NIGERIA – The Food, Beverage and Tobacco Senior Staff Association (FOBTOB) has asked the Federal Government to re-evaluate the advice to increase tariff on alcohol and tobacco to protect job losses.

Speaking to the media, the General Secretary of FOBTOB, Mr. Iji Solomon made the call to the government.

Finance Minister, Mrs. Kemi Adeosun had recently recommended tariff increase on alcohol and tobacco because of their health implications and as a means of raising revenue for the government.

According to Solomon, the recommendation to raise tariff on the products could affect union manufacturers leading to lay-offs.

“There is no doubt that the minister proposed the increase based on ECOWAS Common External Tariff, but it should not be at the detriment of local manufacturers or the economy,” he said.

The General Secretary said the price disparity for each of the products by the minister was not understandable but that any increase would impact on the workforce.

He said the “Ad Valorem” tariff (Value Added Tax) was normal tariff on products in the industry but it could increase the unit tax of tobacco.

Solomon noted that about 2,000 workers have lost their jobs in the affected industries over the last two years due to closure of companies and economic indices.

He said the only tobacco company in Nigeria needed incentives while distilleries should be encouraged to employ more workers rather than making them redundant.

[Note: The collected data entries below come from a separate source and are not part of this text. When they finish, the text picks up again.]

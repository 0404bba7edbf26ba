//! stitch: sync platform customizations with a local file tree.
//!
//! # Usage
//!
//! ```text
//! stitch init [PATH] --name <name> --base-url <url>
//! stitch pull [--dry-run]
//! stitch push [--all]
//! stitch status [--json]
//! stitch diff
//! stitch cache clear
//! ```
//!
//! Global: `-C/--project <dir>` picks where root discovery starts; `-v`/`-vv`
//! raise the log level (`RUST_LOG` overrides both).

mod commands;
mod http;

use std::path::PathBuf;

use anyhow::Result;
use clap::{ArgAction, Parser, Subcommand};

use commands::{
    cache::CacheCommand, diff::DiffArgs, init::InitArgs, pull::PullArgs, push::PushArgs,
    status::StatusArgs, Context,
};

// ---------------------------------------------------------------------------
// CLI entry point
// ---------------------------------------------------------------------------

#[derive(Parser, Debug)]
#[command(
    name = "stitch",
    version,
    about = "Sync platform customizations between the remote API and local files",
    long_about = None,
)]
struct Cli {
    /// Directory to start project discovery from (default: current directory).
    #[arg(short = 'C', long = "project", global = true, value_name = "DIR")]
    project: Option<PathBuf>,

    /// Increase log verbosity (-v info, -vv debug).
    #[arg(short, long, action = ArgAction::Count, global = true)]
    verbose: u8,

    #[command(subcommand)]
    command: Commands,
}

#[derive(Subcommand, Debug)]
enum Commands {
    /// Create `.stitch/config.yaml` and an empty hash cache.
    Init(InitArgs),

    /// Fetch every customization from the remote and write changed files.
    Pull(PullArgs),

    /// Send local changes (or everything with --all) to the remote.
    Push(PushArgs),

    /// Show changed, new and deleted files since the last sync.
    Status(StatusArgs),

    /// Show unified diffs of what pull would write.
    Diff(DiffArgs),

    /// Manage the local hash cache.
    Cache {
        #[command(subcommand)]
        command: CacheCommand,
    },
}

// ---------------------------------------------------------------------------
// Main
// ---------------------------------------------------------------------------

fn main() -> Result<()> {
    let cli = Cli::parse();
    init_tracing(cli.verbose);

    let ctx = Context::new(cli.project);
    match cli.command {
        Commands::Init(args) => args.run(&ctx),
        Commands::Pull(args) => args.run(&ctx),
        Commands::Push(args) => args.run(&ctx),
        Commands::Status(args) => args.run(&ctx),
        Commands::Diff(args) => args.run(&ctx),
        Commands::Cache { command } => commands::cache::run(command, &ctx),
    }
}

fn init_tracing(verbose: u8) {
    use tracing_subscriber::{fmt, EnvFilter};

    let default = match verbose {
        0 => "warn",
        1 => "info",
        _ => "debug",
    };
    let filter = EnvFilter::try_from_default_env().unwrap_or_else(|_| EnvFilter::new(default));
    let _ = fmt()
        .with_env_filter(filter)
        .with_target(verbose > 1)
        .with_writer(std::io::stderr)
        .try_init();
}
//! Error types for stitch-sync.

use std::path::PathBuf;

use thiserror::Error;

use stitch_core::{CoreError, ItemKind};

use crate::remote::RemoteError;

/// All errors that can escape a sync operation.
///
/// Item-level failures never surface here: they are collected into the run
/// result. Only failures that stop a whole run (or a single write the caller
/// asked for directly) are returned as `SyncError`.
#[derive(Debug, Error)]
pub enum SyncError {
    /// An error from project config or artifact layout.
    #[error("{0}")]
    Core(#[from] CoreError),

    /// An I/O error, with annotated path for context.
    #[error("I/O error at {path}: {source}")]
    Io {
        path: PathBuf,
        #[source]
        source: std::io::Error,
    },

    /// JSON serialization error.
    #[error("JSON error: {0}")]
    Json(#[from] serde_json::Error),

    /// The remote listing for a whole category could not be obtained.
    #[error("failed to fetch {} from remote: {source}", .kind.category_label())]
    Fetch {
        kind: ItemKind,
        #[source]
        source: RemoteError,
    },
}

/// Why a single item could not be pulled or pushed.
///
/// Always caught at the item loop boundary and recorded in the run result.
#[derive(Debug, Error)]
pub enum ItemError {
    #[error("missing {role} file {rel}")]
    MissingFile { rel: String, role: &'static str },

    #[error("cannot read {rel}: {source}")]
    Read {
        rel: String,
        #[source]
        source: std::io::Error,
    },

    #[error("invalid JSON in {rel}: {source}")]
    InvalidJson {
        rel: String,
        #[source]
        source: serde_json::Error,
    },

    #[error("{rel} is not valid UTF-8")]
    NotUtf8 { rel: String },

    #[error("{rel} does not belong to any customization")]
    Unrecognized { rel: String },

    #[error("remote listed a {found} while fetching {expected} items")]
    KindMismatch { expected: ItemKind, found: ItemKind },

    #[error(transparent)]
    Shape(#[from] CoreError),

    #[error("cannot serialize payload: {0}")]
    Wire(#[from] serde_json::Error),

    #[error("remote rejected item: {0}")]
    Transmit(#[from] RemoteError),

    #[error(transparent)]
    Write(#[from] SyncError),
}

/// Convenience constructor for [`SyncError::Io`].
pub(crate) fn io_err(path: impl Into<PathBuf>, source: std::io::Error) -> SyncError {
    SyncError::Io {
        path: path.into(),
        source,
    }
}
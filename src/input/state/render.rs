use crate::draw::color::{BACKGROUND, BLACK, GREEN, RED, WHITE};
use crate::draw::{Color, PenMode, PixelBuffer};
use crate::util::{Rect, rect};

use super::core::Blackboard;

impl Blackboard {
    /// Black frame with a background-colored interior one pixel in.
    pub(crate) fn outlined_rect(target: &mut PixelBuffer, area: Rect) {
        target.fill_rect(area, BLACK);
        target.fill_rect(area.inset(1), BACKGROUND);
    }

    /// Color of the mode square: green while drawing, red while erasing.
    pub fn mode_color(&self) -> Color {
        match self.pen.mode {
            PenMode::Drawing => GREEN,
            PenMode::Erasing => RED,
        }
    }

    /// Repaints the whole menu strip: indicator plus one black slice per label.
    pub(crate) fn paint_menu(&mut self) {
        let strip = self.geometry.menu_rect();
        let visible = self.layers.visible_mut();
        visible.fill_rect(strip, WHITE);

        for (slot, label) in self.menu.slots().iter().zip(&self.labels) {
            visible.fill_rect(slot.label, BLACK);
            let y = slot.label.y + 1;
            let mut x = slot.label.x + 3;
            x += self.text.draw(visible, x, y, &label.before, WHITE);
            x += self
                .text
                .draw(visible, x, y, &label.accelerator.to_string(), GREEN);
            self.text.draw(visible, x, y, &label.after, WHITE);
        }

        self.paint_mode_indicator();
        self.mark_damage(strip);
    }

    /// Paints the mode square and, inside it, the tracing indicator.
    pub(crate) fn paint_mode_indicator(&mut self) {
        let mh = self.geometry.menu_height;
        let square = rect(1, 1, mh - 2, mh - 2);
        let color = self.mode_color();
        self.layers.visible_mut().fill_rect(square, color);
        self.paint_tracing_indicator();
        self.mark_damage(square);
    }

    /// Inner square: black while a stroke is in progress, the mode color otherwise.
    pub(crate) fn paint_tracing_indicator(&mut self) {
        let mh = self.geometry.menu_height;
        let inner = rect(mh / 4, mh / 4, mh / 2, mh / 2);
        let color = if self.pen.tracing {
            BLACK
        } else {
            self.mode_color()
        };
        self.layers.visible_mut().fill_rect(inner, color);
        self.mark_damage(inner);
    }
}
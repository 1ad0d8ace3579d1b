// Holds the live Wayland protocol state shared by the backend loop and the handler
// submodules; owns the blackboard once the surface size is known and presents it.
use anyhow::{Context, Result, anyhow};
use log::{debug, info};
use smithay_client_toolkit::{
    compositor::CompositorState, output::OutputState, registry::RegistryState, seat::SeatState,
    shell::{WaylandSurface, wlr_layer::LayerShell}, shm::Shm,
};
use std::path::PathBuf;
use wayland_client::{
    QueueHandle,
    protocol::{wl_keyboard, wl_pointer, wl_shm},
};

use vblackboard::{
    Blackboard,
    config::Strings,
    draw::{FormatError, Pen, PixelFormat, ScreenGeometry},
    input::{Collaborators, InputEvent},
    util::Rect,
};

use super::surface::SurfaceState;

/// Everything needed to build the blackboard once the compositor has sized
/// the surface.
pub struct BoardSetup {
    pub strings: Strings,
    pub pen: Pen,
    pub save_directory: PathBuf,
    pub collaborators: Collaborators,
}

/// Internal Wayland state shared across modules.
pub(super) struct WaylandState {
    // Wayland protocol objects
    pub(super) registry_state: RegistryState,
    pub(super) compositor_state: CompositorState,
    pub(super) layer_shell: LayerShell,
    pub(super) shm: Shm,
    pub(super) output_state: OutputState,
    pub(super) seat_state: SeatState,

    // Surface and buffer management
    pub(super) surface: SurfaceState,
    pub(super) keyboard: Option<wl_keyboard::WlKeyboard>,
    pub(super) pointer: Option<wl_pointer::WlPointer>,

    setup: Option<BoardSetup>,
    board: Option<Blackboard>,
    pub(super) closed: bool,
    fatal: Option<anyhow::Error>,
}

impl WaylandState {
    pub(super) fn new(
        registry_state: RegistryState,
        compositor_state: CompositorState,
        layer_shell: LayerShell,
        shm: Shm,
        output_state: OutputState,
        seat_state: SeatState,
        setup: BoardSetup,
    ) -> Self {
        Self {
            registry_state,
            compositor_state,
            layer_shell,
            shm,
            output_state,
            seat_state,
            surface: SurfaceState::new(),
            keyboard: None,
            pointer: None,
            setup: Some(setup),
            board: None,
            closed: false,
            fatal: None,
        }
    }

    pub(super) fn should_exit(&self) -> bool {
        self.closed || self.board.as_ref().is_some_and(|board| board.should_exit)
    }

    pub(super) fn needs_redraw(&self) -> bool {
        self.board.as_ref().is_some_and(|board| board.needs_redraw)
    }

    /// Error that must end the event loop, if one occurred in a handler.
    pub(super) fn take_fatal(&mut self) -> Option<anyhow::Error> {
        self.fatal.take()
    }

    /// Forwards an input event to the blackboard; ignored before the first configure.
    pub(super) fn dispatch(&mut self, event: InputEvent) {
        if let Some(board) = self.board.as_mut() {
            board.handle_event(event);
        }
    }

    /// Builds the blackboard for the configured surface size. Later configures
    /// keep the original geometry; the buffer size stays what was first drawn.
    pub(super) fn ensure_board(&mut self) {
        if self.board.is_some() {
            return;
        }
        if let Err(err) = self.create_board() {
            self.fatal = Some(err);
        }
    }

    fn create_board(&mut self) -> Result<()> {
        let (width, height) = self.surface.size();
        let format = select_format(self.shm.formats())?;
        let geometry = ScreenGeometry::new(width as i32, height as i32)
            .with_context(|| format!("Surface {}x{} is too small", width, height))?;
        let setup = self
            .setup
            .take()
            .ok_or_else(|| anyhow!("Blackboard setup already consumed"))?;

        info!(
            "Blackboard {}x{} (menu strip {}px, {:?})",
            geometry.width, geometry.height, geometry.menu_height, format
        );
        let mut board = Blackboard::new(
            geometry,
            format,
            &setup.strings,
            setup.pen,
            setup.save_directory,
            setup.collaborators,
        );
        board.prepare();
        self.surface.set_bytes_per_pixel(format.bytes_per_pixel());
        self.board = Some(board);
        Ok(())
    }

    /// Copies the visible layer into a fresh shm buffer and damages what changed.
    pub(super) fn render(&mut self, qh: &QueueHandle<Self>) -> Result<()> {
        debug!("=== RENDER START ===");
        let board = self.board.as_mut().context("Blackboard not created")?;
        let visible = board.visible();
        let width = visible.width() as i32;
        let height = visible.height() as i32;
        let stride = visible.stride() as i32;
        let format = shm_format(visible.format());

        let (buffer, canvas) = {
            let pool = self.surface.pool(&self.shm, 2)?;
            pool.create_buffer(width, height, stride, format)
                .context("Failed to create buffer")?
        };
        if canvas.len() != visible.data().len() {
            return Err(anyhow!(
                "Buffer holds {} bytes, blackboard has {}",
                canvas.len(),
                visible.data().len()
            ));
        }
        canvas.copy_from_slice(visible.data());

        let wl_surface = self
            .surface
            .layer_surface()
            .context("Layer surface not created")?
            .wl_surface();
        wl_surface.attach(Some(buffer.wl_buffer()), 0, 0);

        for rect in resolve_damage_regions(width, height, board.take_dirty_regions()) {
            debug!(
                "Damaging buffer region x={} y={} w={} h={}",
                rect.x, rect.y, rect.width, rect.height
            );
            wl_surface.damage_buffer(rect.x, rect.y, rect.width, rect.height);
        }

        wl_surface.frame(qh, wl_surface.clone());
        wl_surface.commit();
        debug!("=== RENDER COMPLETE ===");
        Ok(())
    }
}

/// Picks the blackboard's pixel layout from the formats the compositor
/// offers, preferring `Argb8888` over `Xrgb8888`.
fn select_format(offered: &[wl_shm::Format]) -> Result<PixelFormat, FormatError> {
    if offered.contains(&wl_shm::Format::Argb8888) {
        Ok(PixelFormat::Argb8888)
    } else if offered.contains(&wl_shm::Format::Xrgb8888) {
        Ok(PixelFormat::Xrgb8888)
    } else {
        Err(FormatError::Unsupported {
            offered: format!("{:?}", offered),
        })
    }
}

fn shm_format(format: PixelFormat) -> wl_shm::Format {
    match format {
        PixelFormat::Argb8888 => wl_shm::Format::Argb8888,
        PixelFormat::Xrgb8888 => wl_shm::Format::Xrgb8888,
    }
}

fn resolve_damage_regions(width: i32, height: i32, mut regions: Vec<Rect>) -> Vec<Rect> {
    regions.retain(Rect::is_valid);

    if regions.is_empty()
        && let Some(full) = Rect::new(0, 0, width, height)
    {
        regions.push(full);
    }

    regions
}

#[cfg(test)]
mod tests {
    use super::*;

    #[test]
    fn argb_is_selected_when_offered() {
        let offered = [wl_shm::Format::Xrgb8888, wl_shm::Format::Argb8888];
        assert_eq!(select_format(&offered).unwrap(), PixelFormat::Argb8888);
    }

    #[test]
    fn xrgb_is_the_fallback() {
        let offered = [wl_shm::Format::Rgb565, wl_shm::Format::Xrgb8888];
        let format = select_format(&offered).unwrap();
        assert_eq!(format, PixelFormat::Xrgb8888);
        assert_eq!(shm_format(format), wl_shm::Format::Xrgb8888);
    }

    #[test]
    fn missing_32bit_formats_are_a_format_error() {
        let err = select_format(&[wl_shm::Format::Rgb565]).unwrap_err();
        assert!(err.to_string().contains("Rgb565"));
    }

    #[test]
    fn resolve_damage_returns_full_when_empty() {
        let regions = resolve_damage_regions(1024, 576, Vec::new());
        assert_eq!(regions, vec![Rect::new(0, 0, 1024, 576).unwrap()]);
    }

    #[test]
    fn resolve_damage_filters_invalid_rects() {
        let regions = resolve_damage_regions(
            800,
            600,
            vec![
                Rect {
                    x: 10,
                    y: 10,
                    width: 50,
                    height: 40,
                },
                Rect {
                    x: 0,
                    y: 0,
                    width: 0,
                    height: 10,
                },
            ],
        );

        assert_eq!(regions, vec![Rect::new(10, 10, 50, 40).unwrap()]);
    }
}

“Many distilleries closed business because they can no longer access foreign raw materials for production. Only a few are working and any increase will lead to redundancy.

“Since the distiller companies use local materials, increase in tariff can lead to their collapse. Secondly, with an increased tariff, the distillers will be unable to compete with imported ones,” he said.

He urged the Federal Government to seek the advice of industry stakeholders such as Food, Beverage and Tobacco Employees and Manufacturers Association of Nigeria (MAN) on the issue.